- **WHAT TO WORK ON**:
Starting from the first line below, count every line holding the word "Product", then state the total alone.

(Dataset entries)
--------------------------------------------------
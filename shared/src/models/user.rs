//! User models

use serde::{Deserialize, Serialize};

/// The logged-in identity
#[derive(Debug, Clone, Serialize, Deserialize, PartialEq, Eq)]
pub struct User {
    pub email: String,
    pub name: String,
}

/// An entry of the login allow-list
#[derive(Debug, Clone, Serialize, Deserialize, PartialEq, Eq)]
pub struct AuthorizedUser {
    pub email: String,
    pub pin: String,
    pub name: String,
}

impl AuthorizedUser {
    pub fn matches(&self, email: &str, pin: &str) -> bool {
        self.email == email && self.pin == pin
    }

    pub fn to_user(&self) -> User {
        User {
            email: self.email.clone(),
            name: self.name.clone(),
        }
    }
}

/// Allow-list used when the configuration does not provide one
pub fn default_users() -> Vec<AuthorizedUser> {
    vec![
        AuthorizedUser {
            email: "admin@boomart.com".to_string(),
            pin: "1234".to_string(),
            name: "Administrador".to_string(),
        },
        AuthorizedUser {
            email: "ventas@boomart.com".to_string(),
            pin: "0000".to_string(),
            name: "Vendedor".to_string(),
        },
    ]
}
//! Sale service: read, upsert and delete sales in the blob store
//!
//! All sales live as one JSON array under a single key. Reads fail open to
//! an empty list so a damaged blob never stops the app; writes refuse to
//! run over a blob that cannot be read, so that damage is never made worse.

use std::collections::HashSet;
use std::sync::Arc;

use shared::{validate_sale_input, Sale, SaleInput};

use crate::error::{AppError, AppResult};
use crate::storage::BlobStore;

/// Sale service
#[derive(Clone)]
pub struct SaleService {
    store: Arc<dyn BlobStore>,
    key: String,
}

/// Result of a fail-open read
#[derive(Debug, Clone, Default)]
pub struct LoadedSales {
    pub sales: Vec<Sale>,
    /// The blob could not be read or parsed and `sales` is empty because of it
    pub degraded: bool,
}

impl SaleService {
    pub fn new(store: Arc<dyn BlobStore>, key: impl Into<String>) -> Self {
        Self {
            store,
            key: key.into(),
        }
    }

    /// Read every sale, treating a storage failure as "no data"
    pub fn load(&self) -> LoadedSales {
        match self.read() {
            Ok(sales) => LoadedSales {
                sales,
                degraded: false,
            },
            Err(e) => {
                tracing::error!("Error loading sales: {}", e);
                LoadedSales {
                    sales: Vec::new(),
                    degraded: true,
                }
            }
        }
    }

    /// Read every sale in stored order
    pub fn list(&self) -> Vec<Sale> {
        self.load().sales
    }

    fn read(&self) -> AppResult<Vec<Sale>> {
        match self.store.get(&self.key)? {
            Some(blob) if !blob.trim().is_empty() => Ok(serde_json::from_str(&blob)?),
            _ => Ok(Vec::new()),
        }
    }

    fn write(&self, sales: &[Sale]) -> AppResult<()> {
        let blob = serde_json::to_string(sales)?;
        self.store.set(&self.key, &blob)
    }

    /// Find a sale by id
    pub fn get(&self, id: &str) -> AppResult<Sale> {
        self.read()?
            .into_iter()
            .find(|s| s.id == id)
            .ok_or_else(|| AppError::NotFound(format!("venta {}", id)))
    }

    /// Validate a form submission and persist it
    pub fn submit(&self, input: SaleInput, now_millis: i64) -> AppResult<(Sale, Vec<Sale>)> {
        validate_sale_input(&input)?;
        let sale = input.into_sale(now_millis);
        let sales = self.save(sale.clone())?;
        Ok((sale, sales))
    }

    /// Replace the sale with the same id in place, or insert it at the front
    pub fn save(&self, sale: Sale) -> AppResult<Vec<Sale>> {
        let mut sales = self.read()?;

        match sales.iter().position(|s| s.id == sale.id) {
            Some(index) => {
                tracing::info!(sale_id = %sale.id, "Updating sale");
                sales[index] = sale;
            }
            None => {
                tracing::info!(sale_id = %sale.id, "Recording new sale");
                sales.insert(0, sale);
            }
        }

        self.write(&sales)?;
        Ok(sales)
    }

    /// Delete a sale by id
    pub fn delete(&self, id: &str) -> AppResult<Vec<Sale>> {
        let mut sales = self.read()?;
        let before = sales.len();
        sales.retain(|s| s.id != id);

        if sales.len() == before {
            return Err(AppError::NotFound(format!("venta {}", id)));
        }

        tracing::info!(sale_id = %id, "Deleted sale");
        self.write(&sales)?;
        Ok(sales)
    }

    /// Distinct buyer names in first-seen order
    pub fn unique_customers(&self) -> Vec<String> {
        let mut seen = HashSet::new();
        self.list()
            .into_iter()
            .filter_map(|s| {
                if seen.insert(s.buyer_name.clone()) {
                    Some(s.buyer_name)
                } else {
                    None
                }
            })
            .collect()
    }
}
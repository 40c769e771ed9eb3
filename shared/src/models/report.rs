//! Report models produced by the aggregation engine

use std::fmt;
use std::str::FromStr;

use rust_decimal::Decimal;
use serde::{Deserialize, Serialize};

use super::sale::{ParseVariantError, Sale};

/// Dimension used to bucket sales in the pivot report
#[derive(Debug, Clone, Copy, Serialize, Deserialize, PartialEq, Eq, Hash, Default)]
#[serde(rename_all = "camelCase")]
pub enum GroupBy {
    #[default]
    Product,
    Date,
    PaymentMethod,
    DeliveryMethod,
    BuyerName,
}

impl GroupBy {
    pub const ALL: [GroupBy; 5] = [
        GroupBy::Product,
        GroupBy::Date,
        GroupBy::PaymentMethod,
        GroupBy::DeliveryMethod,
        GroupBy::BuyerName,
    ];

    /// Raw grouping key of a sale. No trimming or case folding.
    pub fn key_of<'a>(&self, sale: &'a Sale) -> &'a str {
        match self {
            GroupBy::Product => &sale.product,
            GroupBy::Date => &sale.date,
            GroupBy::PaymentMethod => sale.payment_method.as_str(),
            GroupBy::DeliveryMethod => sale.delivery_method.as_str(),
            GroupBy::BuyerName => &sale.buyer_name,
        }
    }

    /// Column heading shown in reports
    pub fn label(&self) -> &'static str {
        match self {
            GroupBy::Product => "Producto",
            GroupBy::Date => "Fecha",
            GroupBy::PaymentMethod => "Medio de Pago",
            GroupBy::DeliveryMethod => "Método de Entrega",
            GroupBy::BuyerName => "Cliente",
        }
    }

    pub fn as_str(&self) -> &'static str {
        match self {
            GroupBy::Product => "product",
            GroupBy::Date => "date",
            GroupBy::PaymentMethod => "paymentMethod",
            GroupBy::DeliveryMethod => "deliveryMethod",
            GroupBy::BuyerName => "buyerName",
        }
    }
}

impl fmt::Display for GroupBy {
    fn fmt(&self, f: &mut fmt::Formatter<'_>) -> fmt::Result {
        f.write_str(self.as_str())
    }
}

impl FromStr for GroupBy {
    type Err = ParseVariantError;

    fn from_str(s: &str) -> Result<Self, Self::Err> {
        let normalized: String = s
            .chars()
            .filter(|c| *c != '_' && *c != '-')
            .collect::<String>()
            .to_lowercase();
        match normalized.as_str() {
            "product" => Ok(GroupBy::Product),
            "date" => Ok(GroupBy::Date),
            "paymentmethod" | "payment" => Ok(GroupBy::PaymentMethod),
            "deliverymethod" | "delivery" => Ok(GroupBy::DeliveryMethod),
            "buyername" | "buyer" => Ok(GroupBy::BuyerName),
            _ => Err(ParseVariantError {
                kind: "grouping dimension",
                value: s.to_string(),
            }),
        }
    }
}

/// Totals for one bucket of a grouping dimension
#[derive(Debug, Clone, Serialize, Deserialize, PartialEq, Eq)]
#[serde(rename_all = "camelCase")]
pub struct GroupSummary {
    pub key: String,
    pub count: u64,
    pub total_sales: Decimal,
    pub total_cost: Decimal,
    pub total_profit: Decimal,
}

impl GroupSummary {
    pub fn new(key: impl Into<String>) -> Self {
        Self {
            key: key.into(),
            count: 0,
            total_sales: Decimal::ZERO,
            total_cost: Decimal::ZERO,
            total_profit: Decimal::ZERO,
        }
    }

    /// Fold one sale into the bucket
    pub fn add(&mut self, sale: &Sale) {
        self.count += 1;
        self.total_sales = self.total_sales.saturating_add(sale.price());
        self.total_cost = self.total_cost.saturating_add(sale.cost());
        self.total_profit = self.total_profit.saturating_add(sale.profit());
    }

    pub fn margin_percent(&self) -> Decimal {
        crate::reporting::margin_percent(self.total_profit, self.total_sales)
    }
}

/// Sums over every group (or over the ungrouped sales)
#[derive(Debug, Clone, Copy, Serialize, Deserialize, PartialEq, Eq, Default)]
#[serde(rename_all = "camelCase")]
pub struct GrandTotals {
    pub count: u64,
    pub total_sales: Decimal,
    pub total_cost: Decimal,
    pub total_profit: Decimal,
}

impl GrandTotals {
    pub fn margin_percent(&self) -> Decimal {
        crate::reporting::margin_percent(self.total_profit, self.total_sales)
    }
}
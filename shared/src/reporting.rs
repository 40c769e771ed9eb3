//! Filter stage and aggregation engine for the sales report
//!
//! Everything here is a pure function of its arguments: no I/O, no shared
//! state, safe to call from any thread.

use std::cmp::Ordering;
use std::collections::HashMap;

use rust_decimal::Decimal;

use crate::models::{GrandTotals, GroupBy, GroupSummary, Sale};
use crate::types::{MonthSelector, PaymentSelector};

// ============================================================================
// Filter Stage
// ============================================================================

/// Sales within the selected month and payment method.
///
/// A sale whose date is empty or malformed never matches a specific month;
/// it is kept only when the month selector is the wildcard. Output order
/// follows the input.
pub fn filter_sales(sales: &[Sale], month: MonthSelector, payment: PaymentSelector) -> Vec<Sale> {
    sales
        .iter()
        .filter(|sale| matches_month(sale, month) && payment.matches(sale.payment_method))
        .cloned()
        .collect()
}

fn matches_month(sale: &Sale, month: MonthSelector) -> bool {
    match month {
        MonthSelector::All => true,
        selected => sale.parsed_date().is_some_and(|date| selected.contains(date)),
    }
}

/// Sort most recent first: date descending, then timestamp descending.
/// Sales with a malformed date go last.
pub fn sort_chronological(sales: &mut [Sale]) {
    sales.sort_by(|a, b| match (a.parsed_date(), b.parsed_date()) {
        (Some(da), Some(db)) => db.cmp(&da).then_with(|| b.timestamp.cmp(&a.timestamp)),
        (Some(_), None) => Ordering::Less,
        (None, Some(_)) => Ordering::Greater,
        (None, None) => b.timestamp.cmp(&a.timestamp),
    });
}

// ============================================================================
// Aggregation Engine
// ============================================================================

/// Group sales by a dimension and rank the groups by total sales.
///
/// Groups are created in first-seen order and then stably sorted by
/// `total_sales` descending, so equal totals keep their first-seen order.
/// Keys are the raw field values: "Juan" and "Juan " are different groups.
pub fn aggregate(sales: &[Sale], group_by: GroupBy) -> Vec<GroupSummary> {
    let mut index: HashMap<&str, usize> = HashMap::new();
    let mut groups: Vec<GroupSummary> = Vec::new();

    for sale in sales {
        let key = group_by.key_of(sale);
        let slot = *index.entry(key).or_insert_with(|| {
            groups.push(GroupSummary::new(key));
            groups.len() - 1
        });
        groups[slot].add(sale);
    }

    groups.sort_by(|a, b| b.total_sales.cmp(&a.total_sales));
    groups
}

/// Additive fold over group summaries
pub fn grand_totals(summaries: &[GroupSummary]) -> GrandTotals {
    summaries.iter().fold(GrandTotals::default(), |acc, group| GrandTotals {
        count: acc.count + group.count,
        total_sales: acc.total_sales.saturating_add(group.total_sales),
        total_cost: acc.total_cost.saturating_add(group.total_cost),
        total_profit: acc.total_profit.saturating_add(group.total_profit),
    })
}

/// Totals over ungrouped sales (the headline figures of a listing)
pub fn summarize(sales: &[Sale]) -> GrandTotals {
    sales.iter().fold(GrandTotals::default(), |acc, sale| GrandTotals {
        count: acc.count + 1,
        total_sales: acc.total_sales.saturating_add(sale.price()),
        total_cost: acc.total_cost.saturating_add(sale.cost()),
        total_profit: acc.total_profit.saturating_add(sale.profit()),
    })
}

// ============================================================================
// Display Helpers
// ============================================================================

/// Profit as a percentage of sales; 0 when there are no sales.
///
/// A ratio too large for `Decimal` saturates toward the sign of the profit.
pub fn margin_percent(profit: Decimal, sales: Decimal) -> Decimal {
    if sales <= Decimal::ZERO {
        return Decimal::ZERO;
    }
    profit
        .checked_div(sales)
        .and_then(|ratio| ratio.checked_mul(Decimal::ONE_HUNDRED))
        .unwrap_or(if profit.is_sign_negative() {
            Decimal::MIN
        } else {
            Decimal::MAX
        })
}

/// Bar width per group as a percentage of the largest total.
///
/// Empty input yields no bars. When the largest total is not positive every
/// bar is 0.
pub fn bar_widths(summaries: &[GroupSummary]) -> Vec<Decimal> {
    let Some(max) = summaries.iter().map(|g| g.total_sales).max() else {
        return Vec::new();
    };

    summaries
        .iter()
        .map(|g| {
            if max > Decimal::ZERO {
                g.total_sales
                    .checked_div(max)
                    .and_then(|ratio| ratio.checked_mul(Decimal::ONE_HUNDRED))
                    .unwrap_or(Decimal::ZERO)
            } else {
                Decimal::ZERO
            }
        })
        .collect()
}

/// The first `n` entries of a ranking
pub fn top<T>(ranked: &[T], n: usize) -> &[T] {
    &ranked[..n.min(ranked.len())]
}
--------------------------------------------------
- **YOUR SOLUTION**:
6